On 21 May 1936 Twomey was arrested in his house in Dublin under Article 2A of the Irish Constitution. On 18 June 1936 the Fianna Fáil government banned the IRA. The following day Twomey was tried and jailed for three years for membership of the newly proscribed organisation. Under the IRA constitution, his tenure as IRA chief of staff ended automatically upon his arrest. He was imprisoned in Arbour Hill Prison and the Curragh from 1936 to 1938. During his period of imprisonment his family depended heavily on money sent to them by Joseph McGarrity of Clan na Gael, a US-based IRA fundraising organisation. On his release, Twomey became adjutant general on Seán Russell's army council. He travelled to Britain and inspected the IRA's units there. Twomey concluded that the IRA was in no position to launch a campaign and withdrew from IRA activity. In 1939 he opened a newsagents and confectioners in Dublin's O'Connell Street.

Post IRA life

Following a crackdown on the IRA by Éamon de Valera's government, he was interned for two weeks during 1940. He remained close to the IRA, giving assistance to republicans deported from Britain and mediating in disputes between IRA factions. While he did not take an active role in politics after the 1940s, he did speak at a number of republican commemorations, most notably at the restoration of Wolfe Tone's grave at Bodenstown in 1971. He never claimed an IRA pension from the Irish government or gave an account of his record to the Bureau of Military History, set up to record the recollections of participants involved in the struggle against British rule.

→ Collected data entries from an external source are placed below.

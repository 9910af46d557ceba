// Copyright 2020 Xavier Gillard
//
// Permission is hereby granted, free of charge, to any person obtaining a copy of
// this software and associated documentation files (the "Software"), to deal in
// the Software without restriction, including without limitation the rights to
// use, copy, modify, merge, publish, distribute, sublicense, and/or sell copies of
// the Software, and to permit persons to whom the Software is furnished to do so,
// subject to the following conditions:
//
// The above copyright notice and this permission notice shall be included in all
// copies or substantial portions of the Software.
//
// THE SOFTWARE IS PROVIDED "AS IS", WITHOUT WARRANTY OF ANY KIND, EXPRESS OR
// IMPLIED, INCLUDING BUT NOT LIMITED TO THE WARRANTIES OF MERCHANTABILITY, FITNESS
// FOR A PARTICULAR PURPOSE AND NONINFRINGEMENT. IN NO EVENT SHALL THE AUTHORS OR
// COPYRIGHT HOLDERS BE LIABLE FOR ANY CLAIM, DAMAGES OR OTHER LIABILITY, WHETHER
// IN AN ACTION OF CONTRACT, TORT OR OTHERWISE, ARISING FROM, OUT OF OR IN
// CONNECTION WITH THE SOFTWARE OR THE USE OR OTHER DEALINGS IN THE SOFTWARE.

//! Per-region variable reordering that minimizes the span a variable's
//! lifetime occupies across clauses - the objective the sweep engine
//! (`crate::sweep`) relies on to keep its live bitset window small.
//!
//! The algorithm is an iterative coordinate-sort: variables are given scalar
//! weights, every clause nudges its lowest- and highest-numbered (in the
//! *current* order) variable apart, variables are re-sorted by weight, and
//! the nudge shrinks geometrically until no variable changes rank.

use fxhash::FxHashSet;

use crate::clause::Clause;

/// Picks the iteration-to-iteration shrink ratio from problem size, per the
/// `K ∈ {1e8, 1e6, 1e5, 1e4}` schedule: larger instances get a ratio closer
/// to 1 (slower decay, more iterations of useful signal).
fn shrink_ratio(num_vars: u32, num_clauses: u32) -> f64 {
    let k = if num_clauses > 100_000 {
        1e4
    } else if num_clauses > 10_000 {
        1e5
    } else if num_clauses > 1_000 {
        1e6
    } else {
        1e8
    };
    1.0 - ((10.0 + num_vars as f64).ln() + (10.0 + num_clauses as f64).ln()) / k
}

/// Reorders the variables of a single region (a sorted list of global
/// variable ids) to (heuristically) minimize `sum over clauses touching this
/// region of (max rank - min rank)`. Returns the region's variables permuted
/// into their new relative order; ranks outside this region are untouched by
/// the caller.
pub fn reorder_region(region: &[u32], clauses: &[Clause], max_turns: u32) -> Vec<u32> {
    if region.len() <= 2 {
        return region.to_vec();
    }

    let in_region: FxHashSet<u32> = region.iter().copied().collect();
    let region_clauses: Vec<&Clause> = clauses
        .iter()
        .filter(|c| c.literals().iter().any(|l| in_region.contains(&(l.unsigned_abs() as u32))))
        .collect();

    let mut order: Vec<u32> = region.to_vec();
    let mut rank = vec![0u32; order.len()];
    let update_rank = |order: &[u32], rank: &mut [u32]| {
        for (i, &v) in order.iter().enumerate() {
            rank[position_of(region, v) as usize] = i as u32;
        }
    };
    update_rank(&order, &mut rank);

    let mut increment = 1.0f64;
    let ratio = shrink_ratio(region.len() as u32, region_clauses.len() as u32);

    for _ in 0..max_turns {
        let mut weight = vec![0f64; order.len()];
        for c in &region_clauses {
            let ranks: Vec<u32> = c
                .literals()
                .iter()
                .map(|l| l.unsigned_abs() as u32)
                .filter(|v| in_region.contains(v))
                .map(|v| rank[position_of(region, v) as usize])
                .collect();
            let (Some(&min_r), Some(&max_r)) = (ranks.iter().min(), ranks.iter().max()) else {
                continue;
            };
            if min_r == max_r {
                continue;
            }
            let span = (max_r - min_r) as f64;
            let push = increment * (10.0 + span).sqrt();
            weight[min_r as usize] += push;
            weight[max_r as usize] -= push;
        }

        let mut indexed: Vec<(u32, f64)> = order
            .iter()
            .map(|&v| (v, weight[rank[position_of(region, v) as usize] as usize]))
            .collect();
        indexed.sort_by(|a, b| a.1.partial_cmp(&b.1).unwrap());
        let new_order: Vec<u32> = indexed.into_iter().map(|(v, _)| v).collect();

        if new_order == order {
            break;
        }
        order = new_order;
        update_rank(&order, &mut rank);
        increment *= ratio;
    }

    order
}

fn position_of(region: &[u32], v: u32) -> u32 {
    region.binary_search(&v).expect("variable must belong to its own region") as u32
}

He was badly injured in an accident in 1971 and was deeply affected by the death of his wife Kathleen Twomey in April 1978. Twomey himself died in October of that year. The presence at his funeral of members of Fianna Fáil and Fine Gael, Sinn Féin The Workers’ Party and Provisional Sinn Féin, the Irish labour movement and old IRA comrades from the 1930s was evidence of his enduring popularity.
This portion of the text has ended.